In the department I studied, I sometimes had the sense that I all I heard was patriarchy. Patriarchy in this site seemed to be durable because it worked simultaneously on several fronts. It was infrastructural, being grounded in demographic, citational, and institutional domination. It was normative, incorporating a set of masculine norms of conduct (even if these were polyvalent). These norms worked to exclude its Others (women and political conservatives). Far from being static, it was a conflictual system, and in its conflicts, patriarchy became something naturalized, visceral, and inescapable. At the same time, this visceral conflict mobilized many men’s existential desires for their established system to endure, even to flourish. I arrived ultimately at the disturbing thought that, at least in this particular university department in France, left patriarchy does not just automatically reproduce itself; rather, its continuation is actively desired.

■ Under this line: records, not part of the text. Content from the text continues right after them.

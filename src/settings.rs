use crate::cli::Settings;
use crate::data::TraceMetadata;
use crate::Message;
use iced::widget::text::IntoFragment;
use iced::widget::{button, column, container, row, text, Space};
use iced::{Alignment, Element, Length};

fn hint<'a>(key: &'a str, action: impl IntoFragment<'a>) -> Element<'a, Message> {
    row![
        text(key).width(Length::Fixed(200.0)).size(12),
        text(action).size(12)
    ]
    .into()
}

/// Controls overview plus the settings this run was started with.
pub fn view<'a>(
    settings: &'a Settings,
    metadata: &'a TraceMetadata,
    adapter: Option<String>,
    last_action_message: Option<&'a str>,
) -> Element<'a, Message> {
    let hints = column![
        text("Hints").size(16),
        hint("Mouse wheel:", "Zoom around the cursor"),
        hint("Shift + mouse wheel:", "Pan horizontally"),
        hint("Left click:", "Select the block under the cursor"),
        hint("Left click + drag:", "Pan the timeline"),
        hint("Minimap click or drag:", "Centre the view on that time, keeping the zoom"),
        hint("Hotspot entry:", "Jump to the first call of that method and select it"),
        hint("Filter box:", "Dim every block whose name does not contain the text"),
        hint("Jump to source:", "Open the selected block's source file"),
    ]
    .spacing(6)
    .padding(6);

    let active = column![
        text("Active settings").size(16),
        hint("Seed:", settings.seed.to_string()),
        hint("Threads:", settings.threads.to_string()),
        hint("Trace duration:", format!("{:.0}ms", settings.duration_ms)),
        hint("Hotspots listed:", settings.hotspots.to_string()),
        hint("Frame interval:", format!("{:?}", settings.frame_interval)),
        hint("Fence timeout:", format!("{:?}", settings.fence_timeout)),
        hint(
            "Trace:",
            format!(
                "{} blocks on {} threads, max depth {}",
                metadata.blocks().len(),
                metadata.thread_count(),
                metadata.max_depth()
            )
        ),
        hint("GPU adapter:", adapter.unwrap_or_else(|| "none".to_string())),
    ]
    .spacing(6)
    .padding(6);

    let settings_col = column![
        text("Settings").size(20),
        row![
            button(text("Back to timeline").size(12)).on_press(Message::ToggleSettings),
            if let Some(msg) = last_action_message {
                Element::from(text(msg).size(12))
            } else {
                Element::from(Space::new().width(Length::Fill))
            }
        ]
        .spacing(10)
        .align_y(Alignment::Center),
        container(hints).padding(6).style(|_theme: &iced::Theme| {
            container::Style::default().background(iced::Color::from_rgb(0.99, 0.99, 0.99))
        }),
        container(active).padding(6),
    ]
    .spacing(8)
    .padding(10);

    container(settings_col)
        .width(Length::Fill)
        .height(Length::Fill)
        .center_x(Length::Fill)
        .style(|theme: &iced::Theme| {
            let palette = theme.extended_palette();
            container::Style::default()
                .background(palette.background.base.color)
                .border(iced::Border {
                    color: palette.background.strong.color,
                    width: 1.0,
                    ..Default::default()
                })
        })
        .into()
}
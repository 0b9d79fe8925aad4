//! Command line arguments

use crate::timeline::hotspots::DEFAULT_TOP_N;
use clap::Parser;
use std::time::Duration;

#[derive(Parser, Debug)]
#[command(
    name = "tracelens",
    about = "Interactive timeline viewer for execution traces",
    after_help = "\
EXAMPLES:
    tracelens                                  Built-in trace, seed 42
    tracelens --seed 7 --threads 8             Larger generated trace
    RUST_LOG=debug tracelens                   Log frame skips and resizes"
)]
pub struct Args {
    /// Seed for the built-in trace generator
    #[arg(long, default_value = "42")]
    pub seed: u64,

    /// Number of threads (lanes) to generate
    #[arg(long, default_value = "4")]
    pub threads: u32,

    /// Total trace duration in milliseconds
    #[arg(long, value_name = "MS", default_value = "10000")]
    pub duration_ms: f64,

    /// Number of methods listed in the hotspot panel
    #[arg(long, default_value_t = DEFAULT_TOP_N)]
    pub hotspots: usize,

    /// Frame timer interval in milliseconds
    #[arg(long, value_name = "MS", default_value = "16")]
    pub frame_interval_ms: u64,

    /// Give up on a GPU frame after this many milliseconds
    #[arg(long, value_name = "MS", default_value = "2000")]
    pub fence_timeout_ms: u64,
}

const DEFAULT_DURATION_MS: f64 = 10_000.0;

/// Sanitised run configuration.
#[derive(Debug, Clone, PartialEq)]
pub struct Settings {
    pub seed: u64,
    pub threads: u32,
    pub duration_ms: f64,
    pub hotspots: usize,
    pub frame_interval: Duration,
    pub fence_timeout: Duration,
}

impl From<Args> for Settings {
    fn from(args: Args) -> Self {
        let duration_ms = if args.duration_ms.is_finite() && args.duration_ms > 0.0 {
            args.duration_ms
        } else {
            log::warn!(
                "Ignoring trace duration {}, using {DEFAULT_DURATION_MS}ms",
                args.duration_ms
            );
            DEFAULT_DURATION_MS
        };
        Self {
            seed: args.seed,
            threads: args.threads.max(1),
            duration_ms,
            hotspots: args.hotspots.max(1),
            frame_interval: Duration::from_millis(args.frame_interval_ms.max(1)),
            fence_timeout: Duration::from_millis(args.fence_timeout_ms.max(1)),
        }
    }
}

impl Default for Settings {
    fn default() -> Self {
        Args::parse_from(["tracelens"]).into()
    }
}
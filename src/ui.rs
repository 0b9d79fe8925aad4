use crate::data::MethodStats;
use crate::session::TimelineSession;
use crate::Message;
use iced::widget::{button, column, container, progress_bar, row, scrollable, text, Space};
use iced::{Alignment, Element, Length, Theme};

pub const SIDE_PANEL_WIDTH: f32 = 260.0;

pub fn neutral_button_style(theme: &Theme, status: button::Status) -> button::Style {
    let palette = theme.extended_palette();
    let base = button::Style {
        text_color: palette.background.weak.text,
        ..Default::default()
    };
    match status {
        button::Status::Hovered | button::Status::Pressed => button::Style {
            background: Some(palette.background.strong.color.into()),
            ..base
        },
        _ => base,
    }
}

fn panel_style(theme: &Theme) -> container::Style {
    let palette = theme.extended_palette();
    container::Style::default()
        .background(palette.background.weak.color)
        .border(iced::Border {
            color: palette.background.strong.color,
            width: 1.0,
            ..Default::default()
        })
}

/// Top methods in view; pressing one jumps to its first call.
pub fn hotspot_panel(hotspots: &[MethodStats]) -> Element<'_, Message> {
    let mut list = column![text("Hotspots in view").size(16)].spacing(4);

    if hotspots.is_empty() {
        list = list.push(text("Nothing visible").size(12));
    }
    for (rank, stats) in hotspots.iter().enumerate() {
        let entry = row![
            text(format!("{}.", rank + 1)).size(12).width(Length::Fixed(20.0)),
            text(stats.name.as_str()).size(12).width(Length::Fill),
            text(format!("{:.1}ms", stats.total_duration_ms)).size(12),
        ]
        .spacing(6)
        .align_y(Alignment::Center);

        list = list.push(
            button(entry)
                .width(Length::Fill)
                .style(neutral_button_style)
                .on_press(Message::HotspotFocused(stats.name.clone())),
        );
    }

    container(scrollable(list))
        .padding(8)
        .width(Length::Fill)
        .height(Length::FillPortion(3))
        .style(panel_style)
        .into()
}

/// Whole-trace figures for the selected block's method.
pub fn details_panel(session: &TimelineSession) -> Element<'_, Message> {
    let content: Element<'_, Message> = match (session.selected_block(), session.selected_stats()) {
        (Some(block), Some(stats)) => {
            let source = match (&block.source_file, block.line) {
                (Some(file), Some(line)) => format!("{file}:{line}"),
                (Some(file), None) => file.clone(),
                _ => "No source location".to_string(),
            };
            column![
                text(stats.name.clone()).size(16),
                text(format!("Thread {} · depth {}", block.thread_id, block.depth)).size(12),
                text(format!("This call: {:.2}ms", block.duration_ms)).size(12),
                text(format!("Total time: {:.2}ms", stats.total_duration_ms)).size(12),
                text(format!("Calls: {}", stats.call_count)).size(12),
                text(format!("Share of trace: {:.1}%", stats.percentage)).size(12),
                progress_bar(0.0..=100.0, stats.percentage as f32),
                text(source).size(10),
            ]
            .spacing(6)
            .into()
        }
        _ => column![
            text("Details").size(16),
            text("Click a block to see its method statistics").size(12),
            Space::new().height(Length::Fill),
        ]
        .spacing(6)
        .into(),
    };

    container(content)
        .padding(8)
        .width(Length::Fill)
        .height(Length::FillPortion(2))
        .style(panel_style)
        .into()
}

The question of desire brings us back to the reflexive question of what it means to abolish left patriarchy, if that is not just an institution outside us but also is part of us. How do we distinguish the work of political transformation (as they call it in South Africa) from the socially determined compusion to rebel against our own patrilineages? How can we engage with a discipline, or imagined discipline (such as “Critical University Studies”), without invoking an intergenerational cycle of gendered melodrama?
Nothing is more indebted to a discipline than a struggle with a discipline. (Nothing is more indebted to “Critical University Studies” than a struggle with Critical University Studies.) And one might argue that nothing is more queer, more antipatriarchal, than to abolish the problem of inheritance. To abolish our own toxic investments, to dedramatize our cravings for recognition, and, then — and then?
I don’t know.
Does abolition bring us answers or only new questions?
You have to be a materialist about desire. It takes a whole set of institutions to produce the desires that sustain left patriarchy. What kind of institutions might produce the desire to cancel it out?